According to Kantar’s numbers, UK is Blackberry’s best Western market, with a 3.3% market share in the 3 months ending October.
I suspect however even that number is now optimistic, as one of the biggest phone retailers in UK, Phones4U, has completely dropped their product line from their online store, with their handsets not even available on Pay as You Go or SIM-free.
Contrast this with the healthy selection of Windows Phones Phones4U is carrying, and it is pretty clear why Windows Phone’s market share will grow further while Blackberry will go gently into that good night
Blackberry’s death spiral has seen many executives being laid off, and they are now more than ready to talk about the poor decision making in the chaotic company.
One of the most interesting stories, reported by Crackberry, was the company passing up a major endorsement by teenybopper star Justin Bieber, who offered to be a brand ambassador for Blackberry.
Vincent Washington, who was senior business development manager at BlackBerry from 2001-2011, reported that Justin Bieber had approached BlackBerry and wanted to be their brand ambassador, but the response was "he’s not going to last."
One thing we missed out on was that Justin Bieber wanted to rep BlackBerry. He said, “Give me $200,000 and 20 devices, and I’m your brand ambassador,” basically. And we pitched that to marketing: Here’s a Canadian kid, he grew up here, all the teeny-boppers will love that. They basically threw us out of the room. They said, “This kid is a fad. He’s not going to last.” I said at the meeting: “This kid might outlive RIM.” Everyone laughed.
With Blackberry sales hitting 0% in many regions, Washington’s prediction may end up being pretty prescient.
Nokia however has no issue with sloppy seconds, and on hearing about Blackberry’s rejection tweeted the above message, offering the Biebs his own selection of 20 Lumia handsets.
MobileToday reports that Nokia has once again made it clear they intend to displace Blackberry as the number one business to business manufacturer in the UK.
Nokia has already seen its share of the business market rise from nothing two years ago to 11.5% recently but the company has larger ambitions, and a plan to get there.
Their latest initiative is to offer specialist training for channel partners and to emphasize the security advantage of Windows Phone over iOS and especially Android.
To advance the first strategy Nokia has equipped all channel partner’s customer facing staff with the new Lumia 620, ‘so when a customer asks what phone they’re using they pull out the device’, as well as offering extensive on-site training, said channel sales manager Andrew Constable.
Nokia has been working with Alternative Networks, a leading provider in UK of mobile, systems, networks, IT and billing solutions.
He said: ‘We have a close partnership with Alternative Networks although we’ve only had a commercial relationship with them for the last six to seven weeks. We’ve got some great market share with these guys really quickly.

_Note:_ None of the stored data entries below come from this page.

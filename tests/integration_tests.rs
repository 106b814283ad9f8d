//! Integration tests for seqduel
//!
//! These exercise the public API the way a front end would: build a state,
//! apply human moves by position, ask the search for a computer move and
//! commit it by value.

use fastrand::Rng;

use seqduel::GameError;
use seqduel::config::GameConfig;
use seqduel::constants::SCORE_LIMIT;
use seqduel::depth::{depth_for_remaining, select_depth};
use seqduel::playout::heuristic;
use seqduel::rules::{
    Outcome, apply_move_at_position, apply_move_by_value, current_player, is_terminal,
    legal_move_values, winner,
};
use seqduel::search::{Algorithm, alpha_beta_best_move, choose_computer_move, minimax_best_move, search};
use seqduel::session::Session;
use seqduel::state::{GameState, Player, new_game};

// =============================================================================
// Helper functions
// =============================================================================

/// Play a full game with random legal moves, returning every state visited.
fn random_game(length: usize, seed: u64) -> Vec<GameState> {
    let mut rng = Rng::with_seed(seed);
    let mut state = new_game(length, &mut rng).unwrap();
    let mut history = vec![state.clone()];
    while !is_terminal(&state) {
        let position = rng.usize(..state.len());
        state = apply_move_at_position(&state, position).unwrap();
        history.push(state.clone());
    }
    history
}

// =============================================================================
// Worked example
// =============================================================================

#[test]
fn test_three_ones_scenario() {
    let mut rng = Rng::with_seed(0);
    let state = GameState::from_items(vec![1, 1, 1]).unwrap();
    assert_eq!(current_player(&state), Player::First);

    let (state, _) = apply_move_by_value(&state, 1, &mut rng).unwrap();
    assert_eq!((state.score_a(), state.score_b()), (100, 101));
    assert_eq!(current_player(&state), Player::Second);

    let (state, _) = apply_move_by_value(&state, 1, &mut rng).unwrap();
    assert_eq!((state.score_a(), state.score_b()), (101, 101));

    let (state, _) = apply_move_by_value(&state, 1, &mut rng).unwrap();
    assert_eq!((state.score_a(), state.score_b()), (101, 102));

    assert!(is_terminal(&state));
    assert_eq!(winner(&state), Outcome::Win(Player::First));
}

// =============================================================================
// Rules properties
// =============================================================================

#[test]
fn test_turns_strictly_alternate() {
    for seed in 0..10 {
        let history = random_game(20, seed);
        for pair in history.windows(2) {
            assert_ne!(current_player(&pair[0]), current_player(&pair[1]));
        }
    }
}

#[test]
fn test_value_counts_sum_to_length() {
    for seed in 0..10 {
        for state in random_game(17, seed) {
            let total: usize = legal_move_values(&state)
                .iter()
                .map(|&v| state.items().iter().filter(|&&x| x == v).count())
                .sum();
            assert_eq!(total, state.len());
        }
    }
}

#[test]
fn test_score_law_on_every_move() {
    let mut rng = Rng::with_seed(31);
    let mut state = new_game(25, &mut rng).unwrap();
    while !is_terminal(&state) {
        let mover = current_player(&state);
        let legal = legal_move_values(&state);
        let value = legal[rng.usize(..legal.len())];
        let (next, position) = apply_move_by_value(&state, value, &mut rng).unwrap();
        assert_eq!(state.items()[position], value);

        let v = value as i32;
        if value % 2 == 1 {
            assert_eq!(next.score(mover), state.score(mover));
            assert_eq!(next.score(mover.opponent()), state.score(mover.opponent()) + v);
        } else {
            assert_eq!(next.score(mover), state.score(mover) - 2 * v);
            assert_eq!(next.score(mover.opponent()), state.score(mover.opponent()));
        }
        state = next;
    }
}

#[test]
fn test_every_position_in_range_shrinks_by_one() {
    let mut rng = Rng::with_seed(8);
    let state = new_game(15, &mut rng).unwrap();
    for position in 0..state.len() {
        let next = apply_move_at_position(&state, position).unwrap();
        assert_eq!(next.len(), state.len() - 1);
    }
    let err = apply_move_at_position(&state, state.len()).unwrap_err();
    assert!(err.is_invalid_move());
}

#[test]
fn test_scores_can_go_negative() {
    let state = GameState::with_scores(vec![4, 4], 5, 5).unwrap();
    let state = apply_move_at_position(&state, 0).unwrap();
    assert_eq!(state.score_a(), -3);
}

#[test]
fn test_extreme_starting_scores_are_rejected_not_played() {
    let err = GameState::with_scores(vec![4, 1], i32::MIN, i32::MIN).unwrap_err();
    assert!(matches!(err, GameError::InvalidConfiguration { .. }));

    let config = GameConfig {
        start_score: i32::MIN,
        ..GameConfig::default()
    };
    assert!(config.new_game(&mut Rng::with_seed(1)).is_err());

    // The largest accepted scores play out and search without trouble
    let state = GameState::with_scores(vec![4, 1], SCORE_LIMIT - 16, -(SCORE_LIMIT - 16)).unwrap();
    let value = choose_computer_move(&state, Algorithm::AlphaBeta, Some(2)).unwrap();
    let (state, _) = apply_move_by_value(&state, value, &mut Rng::with_seed(1)).unwrap();
    let state = apply_move_at_position(&state, 0).unwrap();
    assert!(is_terminal(&state));
}

#[test]
fn test_failed_move_leaves_state_alone() {
    let mut rng = Rng::with_seed(2);
    let state = GameState::from_items(vec![1, 3]).unwrap();
    let before = state.clone();
    assert_eq!(
        apply_move_by_value(&state, 2, &mut rng).unwrap_err(),
        GameError::ValueNotPresent { value: 2 }
    );
    assert_eq!(state, before);
}

// =============================================================================
// Heuristic and depth selection
// =============================================================================

#[test]
fn test_heuristic_on_terminal_state() {
    for seed in 0..5 {
        let last = random_game(16, seed).pop().unwrap();
        assert!(is_terminal(&last));
        assert_eq!(heuristic(&last), last.score_a() - last.score_b());
    }
}

#[test]
fn test_depth_brackets() {
    let expected = [(23, 7), (22, 8), (17, 8), (16, 9), (13, 9), (12, 10), (1, 10)];
    for (n, depth) in expected {
        assert_eq!(depth_for_remaining(n), depth, "n = {n}");
        let state = GameState::from_items(vec![2; n]).unwrap();
        assert_eq!(select_depth(&state), depth);
    }
}

// =============================================================================
// Search
// =============================================================================

#[test]
fn test_alpha_beta_matches_minimax_on_seeded_games() {
    let mut rng = Rng::with_seed(1234);
    for length in [6, 12, 15, 20, 25] {
        let state = new_game(length, &mut rng).unwrap();
        // Also check from the second player's perspective
        let reply = apply_move_at_position(&state, 0).unwrap();
        for start in [&state, &reply] {
            for depth in [1, 2, 3, 5] {
                assert_eq!(
                    minimax_best_move(start, Some(depth)),
                    alpha_beta_best_move(start, Some(depth)),
                    "{start} at depth {depth}"
                );
            }
        }
    }
}

#[test]
fn test_search_returns_a_legal_value() {
    for seed in 0..5 {
        for state in random_game(12, seed) {
            let mv = choose_computer_move(&state, Algorithm::AlphaBeta, Some(4));
            if is_terminal(&state) {
                assert_eq!(mv, None);
            } else {
                assert!(legal_move_values(&state).contains(&mv.unwrap()));
            }
        }
    }
}

#[test]
fn test_pruning_reduces_work() {
    let mut rng = Rng::with_seed(77);
    let state = new_game(14, &mut rng).unwrap();
    let mm = search(&state, Algorithm::Minimax, Some(6));
    let ab = search(&state, Algorithm::AlphaBeta, Some(6));
    assert_eq!(mm.best_move, ab.best_move);
    assert!(ab.stats.evaluations <= mm.stats.evaluations);
}

#[test]
fn test_computer_vs_computer_game_finishes() {
    let config = GameConfig {
        length: 15,
        seed: Some(5),
        depth: Some(4),
        ..GameConfig::default()
    };
    let mut rng = config.rng();
    let mut state = config.new_game(&mut rng).unwrap();
    let mut moves = 0;
    while !is_terminal(&state) {
        let value = choose_computer_move(&state, config.algorithm, config.depth).unwrap();
        state = apply_move_by_value(&state, value, &mut rng).unwrap().0;
        moves += 1;
    }
    assert_eq!(moves, 15);
    assert_eq!(state.original_length(), 15);
}

// =============================================================================
// Session protocol
// =============================================================================

#[test]
fn test_session_full_match() {
    let mut session = Session::new(GameConfig {
        seed: Some(9),
        ..GameConfig::default()
    });
    let script = "\
1 algorithm minimax
2 depth 3
3 set_sequence 1 1 1
4 play 2
5 genmove
6 showboard
7 play 0
8 score
9 winner
10 quit
";
    let mut output = Vec::new();
    session.run(script.as_bytes(), &mut output).unwrap();
    let text = String::from_utf8(output).unwrap();

    assert!(text.contains("=4 1\n"));
    assert!(text.contains("=5 1 "));
    assert!(text.contains("=6 [1] A=101 B=101 to_move=A\n"));
    assert!(text.contains("=8 101 102\n"));
    assert!(text.contains("=9 human\n"));
    assert!(!text.contains('?'));
}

‘If they’ve got a customer, they’ll tell us how many connections they have, where they are based, and whether they are migrating or joining Alternative; so we’ll run a tech day. It’s not a sales orientated session and I think that’s what works about it, talking about technology and how it helps the customer rather than discussing the commercial side.’
In terms of security, the second leg of their strategy, Constable noted: ‘There are a lot of good devices on the market, but in my opinion nothing comes as ready for business as a Windows Phone. A key question we get when people move away from BlackBerry is: ‘Is it secure?’ Absolutely. All our devices are hardware encrypted so it’s safe to put all company sensitive documents on it. You can remote wipe it and enforce passwords.’
Now as BlackBerry is moving away from the retail market, they published their popular messenger BBM for Android and iOS already. BBM was one of the main reasons to buy a BlackBerry but with a decreasing market share it is only obvious BlackBerry needs to expand its services to other platforms also (just like Nokia did with HERE).
Anyhow, so far BBM is not available on Windows Phone or Windows. Many say it is because Microsoft is (was) BlackBerry’s biggest opponent in the fight for the third spot in the race of ecosystems. Now BlackBerry Leaks reports the popular messenger is on its way to Windows Phone along with a web and tablet version. Of course this is just positive news as BBM is a very important service for businesses and with Windows Phone also being a business platform this is an app which very many users will appreciate to have.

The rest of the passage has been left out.